Since the first gathering of fisherpoets, the event has expanded to several venues and even includes cameos of the regulars at industry events year-round. Read more about that first phone call and all that would follow in Sierra Golden's profile of the 17th FisherPoets event on page 24.
Also in the 17 intervening years, van Amerongen — or Van Am, as he's affectionately known — moved over to a post at Trident Seafoods. For the last four years, he has been lovingly laboring over the story of the company's founder, Chuck Bundrant. Roger Fitzgerald, who worked with Van Am at the Journal, introduces an excerpt from the book, "Catching a Deckload of Dreams: Chuck Bundrant and the Story of Trident Seafoods" on page 6.
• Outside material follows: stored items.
use std::sync::{Arc, Mutex as StdMutex, PoisonError, Weak};

use shared::protocol::SortSpec;
use tokio::{
    sync::{broadcast, watch, Mutex},
    task::JoinHandle,
};
use tokio_stream::wrappers::WatchStream;
use tracing::{debug, info, warn};

use crate::{
    api::RemoteDataApi,
    download::download_url,
    error::{ClientError, ErrorHandler},
    list::{
        EntityDescriptor, ListDataSource, ListPhase, ListQuery, ListSettings, ListState, Record,
    },
    master::MasterContext,
    session::AuthContext,
};

/// Result of [`ListController::toggle_link`].
#[derive(Debug, Clone, Copy, PartialEq, Eq)]
pub enum LinkOutcome {
    Linked,
    Unlinked,
    /// The server refused or could not be reached; the record keeps its flag.
    Reverted,
    /// No selected row, or the current master does not support linking this list.
    Unavailable,
}

struct ControllerState {
    query: ListQuery,
    master: MasterContext,
    started: bool,
}

/// Decides when one entity list reloads and under which [`crate::list::QueryMode`].
pub struct ListController<E: EntityDescriptor> {
    descriptor: Arc<E>,
    data_source: Arc<ListDataSource<E>>,
    api: Arc<dyn RemoteDataApi>,
    auth: Arc<dyn AuthContext>,
    errors: Arc<dyn ErrorHandler>,
    settings: ListSettings,
    inner: Mutex<ControllerState>,
    pending_filter: StdMutex<Option<JoinHandle<()>>>,
}

impl<E: EntityDescriptor> ListController<E> {
    pub fn new(
        descriptor: E,
        api: Arc<dyn RemoteDataApi>,
        auth: Arc<dyn AuthContext>,
        errors: Arc<dyn ErrorHandler>,
        settings: ListSettings,
        master: MasterContext,
    ) -> Arc<Self> {
        let descriptor = Arc::new(descriptor);
        let data_source =
            ListDataSource::new(Arc::clone(&descriptor), Arc::clone(&api), Arc::clone(&errors));
        Arc::new(Self {
            descriptor,
            data_source,
            api,
            auth,
            errors,
            settings,
            inner: Mutex::new(ControllerState {
                query: ListQuery::new(settings.page_size),
                master,
                started: false,
            }),
            pending_filter: StdMutex::new(None),
        })
    }

    /// Issues the first load. Call once the hosting view has settled; signals that
    /// arrive earlier only update the query and master context.
    pub async fn start(&self) -> Option<JoinHandle<()>> {
        let mut state = self.inner.lock().await;
        if state.started {
            return None;
        }
        state.started = true;
        info!(list = self.descriptor.name(), master = %state.master.master, "list started");
        self.reload_locked(&state)
    }

    /// Feeds one keystroke's worth of filter text. The value is trimmed and
    /// lower-cased, then applied once input has been quiet for the debounce window
    /// and only if it differs from the active filter.
    pub fn input_filter(self: &Arc<Self>, raw: &str) {
        let value = normalize_filter(raw);
        let delay = self.settings.debounce;
        let controller: Weak<Self> = Arc::downgrade(self);
        let task = tokio::spawn(async move {
            tokio::time::sleep(delay).await;
            if let Some(controller) = controller.upgrade() {
                controller.apply_filter(value).await;
            }
        });
        if let Some(previous) = self.lock_pending_filter().replace(task) {
            previous.abort();
        }
    }

    /// Applies filter text at once (Enter in the filter box), dropping pending input.
    pub async fn commit_filter(&self, raw: &str) -> Option<JoinHandle<()>> {
        self.cancel_pending_filter();
        self.apply_filter(normalize_filter(raw)).await
    }

    async fn apply_filter(&self, value: String) -> Option<JoinHandle<()>> {
        let mut state = self.inner.lock().await;
        if state.query.filter == value {
            debug!(list = self.descriptor.name(), "filter unchanged; skipping reload");
            return None;
        }
        debug!(list = self.descriptor.name(), filter = %value, "filter settled");
        state.query.filter = value;
        state.query.page_index = 0;
        self.data_source.clear_selection();
        self.reload_locked(&state)
    }

    /// Escape in the filter box: drop any pending input and reload without a filter.
    pub async fn clear_filter(&self) -> Option<JoinHandle<()>> {
        self.cancel_pending_filter();
        let mut state = self.inner.lock().await;
        state.query.filter.clear();
        state.query.page_index = 0;
        self.data_source.clear_selection();
        self.reload_locked(&state)
    }

    pub async fn set_sort(&self, sort: Option<SortSpec>) -> Option<JoinHandle<()>> {
        let mut state = self.inner.lock().await;
        state.query.sort = sort;
        state.query.page_index = 0;
        self.data_source.clear_selection();
        self.reload_locked(&state)
    }

    /// Paginator change: keeps the requested page rather than returning to the first.
    pub async fn set_page(&self, page_index: u32, page_size: u32) -> Option<JoinHandle<()>> {
        let mut state = self.inner.lock().await;
        state.query.page_index = page_index;
        state.query.page_size = page_size.max(1);
        self.data_source.clear_selection();
        self.reload_locked(&state)
    }

    /// Replaces the master context. The new context is always stored, since
    /// [`Self::toggle_link`] and [`Self::download_url`] read the latest one. Changes
    /// this list does not care about stop there; relevant ones clear the selection,
    /// return to the first page and reload.
    pub async fn set_master(&self, next: MasterContext) -> Option<JoinHandle<()>> {
        let mut state = self.inner.lock().await;
        let relevant = self.descriptor.is_relevant_change(&state.master, &next);
        state.master = next;
        if !relevant {
            return None;
        }
        debug!(list = self.descriptor.name(), master = %state.master.master, "relevant master change");
        state.query.page_index = 0;
        self.data_source.clear_selection();
        self.reload_locked(&state)
    }

    /// Reloads with the current query. The selection survives as the fresh copy of
    /// the same row, or is dropped when the row is gone.
    pub async fn reload(&self) -> Option<JoinHandle<()>> {
        let state = self.inner.lock().await;
        self.reload_locked(&state)
    }

    /// Row click. An unselected row replaces the selection; clicking the selected row
    /// with the toggle modifier (ctrl/cmd) deselects it. Returns whether the selection
    /// changed.
    pub async fn select_row(&self, id: i64, toggle_modifier: bool) -> bool {
        // Serialised with query changes, which clear the selection.
        let _state = self.inner.lock().await;
        self.data_source.select(id, toggle_modifier)
    }

    pub async fn selection(&self) -> Option<E::Record> {
        self.data_source.selection()
    }

    /// Emits the new selection (or `None`) on every change, including when a
    /// published page refreshes or drops the selected row.
    pub fn subscribe_selection(&self) -> broadcast::Receiver<Option<E::Record>> {
        self.data_source.subscribe_selection()
    }

    /// Makes or breaks the link between the master person and the selected row. On
    /// success the row's `linked` flag flips in place; nothing is reloaded.
    pub async fn toggle_link(&self) -> LinkOutcome {
        let (target, record) = {
            let state = self.inner.lock().await;
            let Some(record) = self.data_source.selection() else {
                return LinkOutcome::Unavailable;
            };
            let Some(target) = self.descriptor.link_target(&state.master, &record) else {
                return LinkOutcome::Unavailable;
            };
            (target, record)
        };

        let link = !record.linked();
        match target.apply(self.api.as_ref(), link).await {
            Ok(status) if status.is_success() => {
                let id = record.id();
                self.data_source.update_record(id, |row| row.set_linked(link));
                info!(list = self.descriptor.name(), id, linked = link, "link updated");
                if link {
                    LinkOutcome::Linked
                } else {
                    LinkOutcome::Unlinked
                }
            }
            Ok(status) => {
                warn!(
                    list = self.descriptor.name(),
                    id = record.id(),
                    status = status.0,
                    "link update refused; reverting"
                );
                LinkOutcome::Reverted
            }
            Err(err) => {
                self.errors.on_error(self.descriptor.name(), &err);
                LinkOutcome::Reverted
            }
        }
    }

    /// GET link that exports the list as currently queried, or `None` when the list
    /// has nothing to show.
    pub async fn download_url(
        &self,
        service_url: &str,
        content_type: &str,
    ) -> Result<Option<String>, ClientError> {
        let state = self.inner.lock().await;
        let mode = self.descriptor.query_mode(&state.master, self.auth.as_ref());
        match self.descriptor.endpoint(&mode) {
            Some(endpoint) => {
                download_url(service_url, &endpoint, &state.query, content_type).map(Some)
            }
            None => Ok(None),
        }
    }

    pub async fn query(&self) -> ListQuery {
        self.inner.lock().await.query.clone()
    }

    pub async fn master(&self) -> MasterContext {
        self.inner.lock().await.master.clone()
    }

    pub fn state(&self) -> ListState<E::Record> {
        self.data_source.state()
    }

    pub fn phase(&self) -> ListPhase {
        self.data_source.phase()
    }

    pub fn loading(&self) -> watch::Receiver<bool> {
        self.data_source.subscribe_loading()
    }

    pub fn count(&self) -> watch::Receiver<u64> {
        self.data_source.subscribe_count()
    }

    pub fn content(&self) -> watch::Receiver<Vec<E::Record>> {
        self.data_source.subscribe_content()
    }

    pub fn content_stream(&self) -> WatchStream<Vec<E::Record>> {
        self.data_source.content_stream()
    }

    pub fn descriptor(&self) -> &E {
        &self.descriptor
    }

    pub fn data_source(&self) -> &Arc<ListDataSource<E>> {
        &self.data_source
    }

    /// Tears down the list: drops pending filter input.
    pub fn shutdown(&self) {
        self.cancel_pending_filter();
    }

    fn reload_locked(&self, state: &ControllerState) -> Option<JoinHandle<()>> {
        if !state.started {
            return None;
        }
        let mode = self.descriptor.query_mode(&state.master, self.auth.as_ref());
        self.data_source.load(&mode, &state.query)
    }

    fn cancel_pending_filter(&self) {
        if let Some(task) = self.lock_pending_filter().take() {
            task.abort();
        }
    }

    fn lock_pending_filter(&self) -> std::sync::MutexGuard<'_, Option<JoinHandle<()>>> {
        self.pending_filter
            .lock()
            .unwrap_or_else(PoisonError::into_inner)
    }
}

fn normalize_filter(raw: &str) -> String {
    raw.trim().to_lowercase()
}

impl<E: EntityDescriptor> Drop for ListController<E> {
    fn drop(&mut self) {
        self.cancel_pending_filter();
    }
}

#[cfg(test)]
#[path = "tests/controller_tests.rs"]
mod tests;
Field Editor Kirk Moore has been one of our own great storytellers for many years. On page 28, he profiles New Jersey fisherman Eric Svelling, who has rebuilt his family boat the Native Sun four times — and that doesn't include his full participation in the original building project, which began in January 1985. Svelling fished the boat with his father, George, who passed away in 2012 but still has a unique position at the helm.
I hope you enjoy these and all of the stories that it is our pleasure to share with you every month, and daily online at NationalFisherman.com. There's a reason our name is National Fisherman and not National Fishing. We believe the heart of this industry is in the people. And our hearts are always with you, at sea and onshore.